Source data:

//! Field validation for untyped JSON payloads.
//!
//! The signing gateway receives authorization messages as arbitrary JSON and
//! must report the first missing or wrongly typed field by name before any
//! typed deserialization happens. This module provides a small schema
//! framework for that: fields are checked in declaration order and the first
//! failure is returned.

use serde_json::Value;
use thiserror::Error;

/// Errors that can occur during payload validation.
#[derive(Debug, Error, Clone, PartialEq, Eq)]
pub enum ValidationError {
	/// Error that occurs when a required field is missing.
	#[error("Missing required field: {0}")]
	MissingField(String),
	/// Error that occurs when a field has an invalid value.
	#[error("Invalid value for field '{field}': {message}")]
	InvalidValue { field: String, message: String },
	/// Error that occurs when field type is incorrect.
	#[error("Field '{field}' must be a {expected}, got {actual}")]
	TypeMismatch {
		field: String,
		expected: String,
		actual: String,
	},
	/// Error that occurs when the payload cannot be deserialized at all.
	#[error("Failed to deserialize payload: {0}")]
	DeserializationError(String),
}

impl ValidationError {
	/// Returns the name of the offending field, if the error concerns one.
	pub fn field(&self) -> Option<&str> {
		match self {
			ValidationError::MissingField(field)
			| ValidationError::InvalidValue { field, .. }
			| ValidationError::TypeMismatch { field, .. } => Some(field),
			ValidationError::DeserializationError(_) => None,
		}
	}
}

/// Represents the type of a payload field.
#[derive(Debug)]
pub enum FieldType {
	/// A JSON string.
	String,
	/// A non-negative JSON integer with optional bounds.
	Integer {
		/// Minimum allowed value (inclusive).
		min: Option<u64>,
		/// Maximum allowed value (inclusive).
		max: Option<u64>,
	},
	/// A nested object with its own schema.
	Object(Schema),
}

/// A named field in a schema.
#[derive(Debug)]
pub struct Field {
	pub name: String,
	pub field_type: FieldType,
}

impl Field {
	/// Creates a new field with the given name and type.
	pub fn new(name: impl Into<String>, field_type: FieldType) -> Self {
		Self {
			name: name.into(),
			field_type,
		}
	}
}

/// A validation schema for a JSON object.
///
/// Required fields must be present; optional fields are checked only when
/// present. Both lists are checked in order and validation stops at the first
/// failure.
#[derive(Debug)]
pub struct Schema {
	pub required: Vec<Field>,
	pub optional: Vec<Field>,
}

impl Schema {
	/// Creates a new schema with required and optional fields.
	pub fn new(required: Vec<Field>, optional: Vec<Field>) -> Self {
		Self { required, optional }
	}

	/// Validates a JSON value against this schema.
	///
	/// # Errors
	///
	/// Returns the first failure encountered:
	/// - the value is not an object
	/// - a required field is missing (or `null`)
	/// - a field has the wrong type or is out of bounds
	pub fn validate(&self, payload: &Value) -> Result<(), ValidationError> {
		let object = payload
			.as_object()
			.ok_or_else(|| ValidationError::TypeMismatch {
				field: "root".to_string(),
				expected: "object".to_string(),
				actual: json_type_str(payload).to_string(),
			})?;

		for field in &self.required {
			let value = object
				.get(&field.name)
				.filter(|v| !v.is_null())
				.ok_or_else(|| ValidationError::MissingField(field.name.clone()))?;
			validate_field_type(&field.name, value, &field.field_type)?;
		}

		for field in &self.optional {
			if let Some(value) = object.get(&field.name).filter(|v| !v.is_null()) {
				validate_field_type(&field.name, value, &field.field_type)?;
			}
		}

		Ok(())
	}
}

fn validate_field_type(
	field_name: &str,
	value: &Value,
	expected_type: &FieldType,
) -> Result<(), ValidationError> {
	let mismatch = |expected: &str| ValidationError::TypeMismatch {
		field: field_name.to_string(),
		expected: expected.to_string(),
		actual: json_type_str(value).to_string(),
	};

	match expected_type {
		FieldType::String => {
			if !value.is_string() {
				return Err(mismatch("string"));
			}
		},
		FieldType::Integer { min, max } => {
			let int_val = value.as_u64().ok_or_else(|| mismatch("integer"))?;

			if let Some(min_val) = min {
				if int_val < *min_val {
					return Err(ValidationError::InvalidValue {
						field: field_name.to_string(),
						message: format!("Value {} is less than minimum {}", int_val, min_val),
					});
				}
			}

			if let Some(max_val) = max {
				if int_val > *max_val {
					return Err(ValidationError::InvalidValue {
						field: field_name.to_string(),
						message: format!("Value {} is greater than maximum {}", int_val, max_val),
					});
				}
			}
		},
		FieldType::Object(schema) => {
			if !value.is_object() {
				return Err(mismatch("object"));
			}
			schema.validate(value)?;
		},
	}

	Ok(())
}

/// Returns the JSON type name of a value for error messages.
pub fn json_type_str(value: &Value) -> &'static str {
	match value {
		Value::Null => "null",
		Value::Bool(_) => "boolean",
		Value::Number(_) => "number",
		Value::String(_) => "string",
		Value::Array(_) => "array",
		Value::Object(_) => "object",
	}
}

Assignment: Retype the records above exactly, so that no line differs from its source.

Result:
//! Field validation for untyped JSON payloads.
//!
//! The signing gateway receives authorization messages as arbitrary JSON and
//! must report the first missing or wrongly typed field by name before any
//! typed deserialization happens. This module provides a small schema
//! framework for that: fields are checked in declaration order and the first
//! failure is returned.

use serde_json::Value;
use thiserror::Error;

/// Errors that can occur during payload validation.
#[derive(Debug, Error, Clone, PartialEq, Eq)]
pub enum ValidationError {
	/// Error that occurs when a required field is missing.
	#[error("Missing required field: {0}")]
	MissingField(String),
	/// Error that occurs when a field has an invalid value.
	#[error("Invalid value for field '{field}': {message}")]
	InvalidValue { field: String, message: String },
	/// Error that occurs when field type is incorrect.
	#[error("Field '{field}' must be a {expected}, got {actual}")]
	TypeMismatch {
		field: String,
		expected: String,
		actual: String,
	},
	/// Error that occurs when the payload cannot be deserialized at all.
	#[error("Failed to deserialize payload: {0}")]
	DeserializationError(String),
}

impl ValidationError {
	/// Returns the name of the offending field, if the error concerns one.
	pub fn field(&self) -> Option<&str> {
		match self {
			ValidationError::MissingField(field)
			| ValidationError::InvalidValue { field, .. }
			| ValidationError::TypeMismatch { field, .. } => Some(field),
			ValidationError::DeserializationError(_) => None,
		}
	}
}

/// Represents the type of a payload field.
#[derive(Debug)]
pub enum FieldType {
	/// A JSON string.
	String,
	/// A non-negative JSON integer with optional bounds.
	Integer {
		/// Minimum allowed value (inclusive).
		min: Option<u64>,
		/// Maximum allowed value (inclusive).
		max: Option<u64>,
	},
	/// A nested object with its own schema.
	Object(Schema),
}

/// A named field in a schema.
#[derive(Debug)]
pub struct Field {
	pub name: String,
	pub field_type: FieldType,
}

impl Field {
	/// Creates a new field with the given name and type.
	pub fn new(name: impl Into<String>, field_type: FieldType) -> Self {
		Self {
			name: name.into(),
			field_type,
		}
	}
}

/// A validation schema for a JSON object.
///
/// Required fields must be present; optional fields are checked only when
/// present. Both lists are checked in order and validation stops at the first
/// failure.
#[derive(Debug)]
pub struct Schema {
	pub required: Vec<Field>,
	pub optional: Vec<Field>,
}

impl Schema {
	/// Creates a new schema with required and optional fields.
	pub fn new(required: Vec<Field>, optional: Vec<Field>) -> Self {
		Self { required, optional }
	}

	/// Validates a JSON value against this schema.
	///
	/// # Errors
	///
	/// Returns the first failure encountered:
	/// - the value is not an object
	/// - a required field is missing (or `null`)
	/// - a field has the wrong type or is out of bounds
	pub fn validate(&self, payload: &Value) -> Result<(), ValidationError> {
		let object = payload
			.as_object()
			.ok_or_else(|| ValidationError::TypeMismatch {
				field: "root".to_string(),
				expected: "object".to_string(),
				actual: json_type_str(payload).to_string(),
			})?;

		for field in &self.required {
			let value = object
				.get(&field.name)
				.filter(|v| !v.is_null())
				.ok_or_else(|| ValidationError::MissingField(field.name.clone()))?;
			validate_field_type(&field.name, value, &field.field_type)?;
		}

		for field in &self.optional {
			if let Some(value) = object.get(&field.name).filter(|v| !v.is_null()) {
				validate_field_type(&field.name, value, &field.field_type)?;
			}
		}

		Ok(())
	}
}

fn validate_field_type(
	field_name: &str,
	value: &Value,
	expected_type: &FieldType,
) -> Result<(), ValidationError> {
	let mismatch = |expected: &str| ValidationError::TypeMismatch {
		field: field_name.to_string(),
		expected: expected.to_string(),
		actual: json_type_str(value).to_string(),
	};

	match expected_type {
		FieldType::String => {
			if !value.is_string() {
				return Err(mismatch("string"));
			}
		},
		FieldType::Integer { min, max } => {
			let int_val = value.as_u64().ok_or_else(|| mismatch("integer"))?;

			if let Some(min_val) = min {
				if int_val < *min_val {
					return Err(ValidationError::InvalidValue {
						field: field_name.to_string(),
						message: format!("Value {} is less than minimum {}", int_val, min_val),
					});
				}
			}

			if let Some(max_val) = max {
				if int_val > *max_val {
					return Err(ValidationError::InvalidValue {
						field: field_name.to_string(),
						message: format!("Value {} is greater than maximum {}", int_val, max_val),
					});
				}
			}
		},
		FieldType::Object(schema) => {
			if !value.is_object() {
				return Err(mismatch("object"));
			}
			schema.validate(value)?;
		},
	}

	Ok(())
}

/// Returns the JSON type name of a value for error messages.
pub fn json_type_str(value: &Value) -> &'static str {
	match value {
		Value::Null => "null",
		Value::Bool(_) => "boolean",
		Value::Number(_) => "number",
		Value::String(_) => "string",
		Value::Array(_) => "array",
		Value::Object(_) => "object",
	}
}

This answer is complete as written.